South Shore Tampa Bay Report By: Capt. Christopher Taylor

Summer is here and the tripletail bite is on fire. During the month of May, the action can really kick up. These fish are highly active on the right tidal movement and many can be caught. Tripletail have a great reputation for their performance abilities when being hooked. From lots of drag pull and jumps to breakoffs and pulled hooks. Many anglers go to great lengths just to catch one. Most popular methods used to catch tripletail are very simple to learn and use.

Locating tripletail right now is not very hard. They can be found near beaches, in passes and in the open water. On rising and falling tides, tripletail will be found on and around vertical structure, floating objects and floating on the surface of the water.
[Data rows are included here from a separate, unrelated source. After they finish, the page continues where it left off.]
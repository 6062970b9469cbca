//! Stockroom - product registration web server.
//!
//! This binary serves the registration form on port 3000 by default.
//!
//! # Architecture
//!
//! - Axum web framework
//! - Askama templates for server-side rendering
//! - In-memory, append-only product store (cleared on restart)

#![cfg_attr(not(test), forbid(unsafe_code))]

use sentry::integrations::tracing as sentry_tracing;
use stockroom_web::config::ServerConfig;
use stockroom_web::state::AppState;
use stockroom_web::store::ProductStore;
use tracing_subscriber::{layer::SubscriberExt, util::SubscriberInitExt};

/// Initialize Sentry error tracking and return guard that must be kept alive.
fn init_sentry(config: &ServerConfig) -> Option<sentry::ClientInitGuard> {
    let dsn = config.sentry_dsn.as_ref()?;

    let guard = sentry::init((
        dsn.as_str(),
        sentry::ClientOptions {
            release: sentry::release_name!(),
            environment: config
                .sentry_environment
                .clone()
                .map(std::borrow::Cow::Owned),
            sample_rate: config.sentry_sample_rate,
            attach_stacktrace: true,
            ..Default::default()
        },
    ));

    tracing::info!("Sentry initialized");
    Some(guard)
}

/// Filter tracing events to Sentry event types.
fn sentry_event_filter(metadata: &tracing::Metadata<'_>) -> sentry_tracing::EventFilter {
    match *metadata.level() {
        tracing::Level::ERROR | tracing::Level::WARN => sentry_tracing::EventFilter::Event,
        tracing::Level::INFO | tracing::Level::DEBUG => sentry_tracing::EventFilter::Breadcrumb,
        _ => sentry_tracing::EventFilter::Ignore,
    }
}

#[tokio::main]
async fn main() {
    // Load configuration from environment (needed for Sentry init)
    let config = ServerConfig::from_env().expect("Failed to load configuration");

    // Initialize Sentry (must be done before tracing subscriber)
    let _sentry_guard = init_sentry(&config);

    // Defaults to info level for our crate if RUST_LOG is not set
    let env_filter = tracing_subscriber::EnvFilter::try_from_default_env()
        .unwrap_or_else(|_| "stockroom_web=info,tower_http=debug".into());

    tracing_subscriber::registry()
        .with(env_filter)
        .with(tracing_subscriber::fmt::layer())
        .with(sentry_tracing::layer().event_filter(sentry_event_filter))
        .init();

    let state = AppState::new(config.clone(), ProductStore::new());

    let app = stockroom_web::app(state)
        // Sentry layers (outermost for full request coverage)
        .layer(sentry_tower::NewSentryLayer::new_from_top())
        .layer(sentry_tower::SentryHttpLayer::new().enable_transaction());

    let addr = config.socket_addr();
    tracing::info!("stockroom listening on http://{}", addr);

    let listener = tokio::net::TcpListener::bind(addr)
        .await
        .expect("Failed to bind to address");

    axum::serve(listener, app)
        .with_graceful_shutdown(shutdown_signal())
        .await
        .expect("Server error");
}

/// Wait for shutdown signal (Ctrl+C or SIGTERM).
async fn shutdown_signal() {
    let ctrl_c = async {
        tokio::signal::ctrl_c()
            .await
            .expect("Failed to install Ctrl+C handler");
    };

    #[cfg(unix)]
    let terminate = async {
        tokio::signal::unix::signal(tokio::signal::unix::SignalKind::terminate())
            .expect("Failed to install signal handler")
            .recv()
            .await;
    };

    #[cfg(not(unix))]
    let terminate = std::future::pending::<()>();

    tokio::select! {
        () = ctrl_c => {},
        () = terminate => {},
    }

    tracing::info!("Shutdown signal received, starting graceful shutdown");
}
Passes hold many tripletail this time of year, especially due to their spawning migration that starts in May and ends in late summer. The popular areas for tripletail located in Tampa Bay are most commonly found out by the Skyway bridge area and shipping channels.
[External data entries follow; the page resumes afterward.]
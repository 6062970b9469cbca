//! Product category.

use serde::{Deserialize, Serialize};

/// Error returned when a submitted value is not one of the known categories.
#[derive(thiserror::Error, Debug, Clone, PartialEq, Eq)]
#[error("unknown category: {0:?}")]
pub struct CategoryError(pub String);

/// Product category.
///
/// The wire value is the lowercase identifier used by the form's `<select>`.
/// Anything outside this allow-list is rejected.
#[derive(Debug, Clone, Copy, PartialEq, Eq, Hash, Serialize, Deserialize)]
#[serde(rename_all = "snake_case")]
pub enum Category {
    Higiene,
    Alimento,
    Limpeza,
    Farmacia,
    Outro,
}

impl Category {
    /// Every category, in the order the form lists them.
    pub const ALL: [Self; 5] = [
        Self::Higiene,
        Self::Alimento,
        Self::Limpeza,
        Self::Farmacia,
        Self::Outro,
    ];

    /// The value submitted by the form and shown in the listing.
    #[must_use]
    pub const fn as_str(&self) -> &'static str {
        match self {
            Self::Higiene => "higiene",
            Self::Alimento => "alimento",
            Self::Limpeza => "limpeza",
            Self::Farmacia => "farmacia",
            Self::Outro => "outro",
        }
    }

    /// Human-readable label for the form's options.
    #[must_use]
    pub const fn label(&self) -> &'static str {
        match self {
            Self::Higiene => "Higiene",
            Self::Alimento => "Alimento",
            Self::Limpeza => "Limpeza",
            Self::Farmacia => "Farmácia",
            Self::Outro => "Outro",
        }
    }
}

impl std::fmt::Display for Category {
    fn fmt(&self, f: &mut std::fmt::Formatter<'_>) -> std::fmt::Result {
        f.write_str(self.as_str())
    }
}

impl std::str::FromStr for Category {
    type Err = CategoryError;

    fn from_str(s: &str) -> Result<Self, Self::Err> {
        Self::ALL
            .into_iter()
            .find(|category| category.as_str() == s)
            .ok_or_else(|| CategoryError(s.to_string()))
    }
}

#[cfg(test)]
#[allow(clippy::unwrap_used)]
mod tests {
    use super::*;

    #[test]
    fn test_from_str_round_trips_every_category() {
        for category in Category::ALL {
            assert_eq!(category.as_str().parse::<Category>().unwrap(), category);
        }
    }

    #[test]
    fn test_from_str_is_case_sensitive() {
        assert!("Higiene".parse::<Category>().is_err());
        assert!("FARMACIA".parse::<Category>().is_err());
    }

    #[test]
    fn test_from_str_rejects_unknown() {
        let err = "eletronicos".parse::<Category>().unwrap_err();
        assert_eq!(err, CategoryError("eletronicos".to_string()));
        assert!("".parse::<Category>().is_err());
    }

    #[test]
    fn test_label() {
        assert_eq!(Category::Farmacia.label(), "Farmácia");
        assert_eq!(Category::Outro.label(), "Outro");
    }

    #[test]
    fn test_serde_uses_wire_value() {
        let json = serde_json::to_string(&Category::Limpeza).unwrap();
        assert_eq!(json, "\"limpeza\"");
    }
}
When fishing these areas mentioned, I recommend free-lining live or cut scaled sardines, or live shrimp within the target area or “strike-zone” using 30-pound fluorocarbon leader and a 3/0 hook. The addition of a cork, or a few split-shot, may be necessary to keep baits in a specific location during stronger tides.
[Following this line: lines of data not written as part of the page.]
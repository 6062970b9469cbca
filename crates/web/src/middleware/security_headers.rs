//! Response hardening headers.
//!
//! Pages are server-rendered HTML with one inline stylesheet and one form
//! posting back to this origin, so nothing else needs to be allowed.

use axum::{
    extract::Request,
    http::{
        HeaderName, HeaderValue,
        header::{
            CACHE_CONTROL, CONTENT_SECURITY_POLICY, REFERRER_POLICY, X_CONTENT_TYPE_OPTIONS,
            X_FRAME_OPTIONS,
        },
    },
    middleware::Next,
    response::Response,
};

use super::csp::CspNonce;

/// Plant a fresh [`CspNonce`] for the handler, then harden the response.
///
/// | Header | Value |
/// |---|---|
/// | `Content-Security-Policy` | see [`CspNonce::policy`] |
/// | `X-Frame-Options` | `DENY` |
/// | `X-Content-Type-Options` | `nosniff` |
/// | `Referrer-Policy` | `no-referrer` |
/// | `Cross-Origin-Opener-Policy` | `same-origin` |
/// | `Cache-Control` | `no-store` (the listing changes on every submission) |
pub async fn security_headers_middleware(mut request: Request, next: Next) -> Response {
    let nonce = CspNonce::generate();
    request.extensions_mut().insert(nonce.clone());

    let mut response = next.run(request).await;
    let headers = response.headers_mut();

    if let Ok(policy) = HeaderValue::from_str(&nonce.policy()) {
        headers.insert(CONTENT_SECURITY_POLICY, policy);
    }
    headers.insert(X_FRAME_OPTIONS, HeaderValue::from_static("DENY"));
    headers.insert(X_CONTENT_TYPE_OPTIONS, HeaderValue::from_static("nosniff"));
    headers.insert(REFERRER_POLICY, HeaderValue::from_static("no-referrer"));
    headers.insert(
        HeaderName::from_static("cross-origin-opener-policy"),
        HeaderValue::from_static("same-origin"),
    );
    headers.insert(CACHE_CONTROL, HeaderValue::from_static("no-store"));

    response
}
The phrase “match the hatch” is a tried and true method used to select the proper bait for fishing any given area. The Hillsborough and Pinellas County waterways, right now, are filled with scaled sardines. These leaf size bait-fish are great for catching tripletail, especially when there are many swimming about. Scaled sardines can be caught by throwing a cast net or buying them at a few small bait shops. Some bait shops sell scaled sardines, but most of the time you have to use a cast net to catch them. I recommend catching enough to use for bait as well as a few extra to throw as chum. You will be able to find these baitfish at the channel markers and shallow-to-deep transition areas nearest boat channels. I use a 10-foot 3/8 mesh Humpback cast net to gather my bait. I can usually catch enough bait for a trip in one or two casts due to the ease of opening in the net design. If you’re interested in catching tripletail there is no other time like now to target them.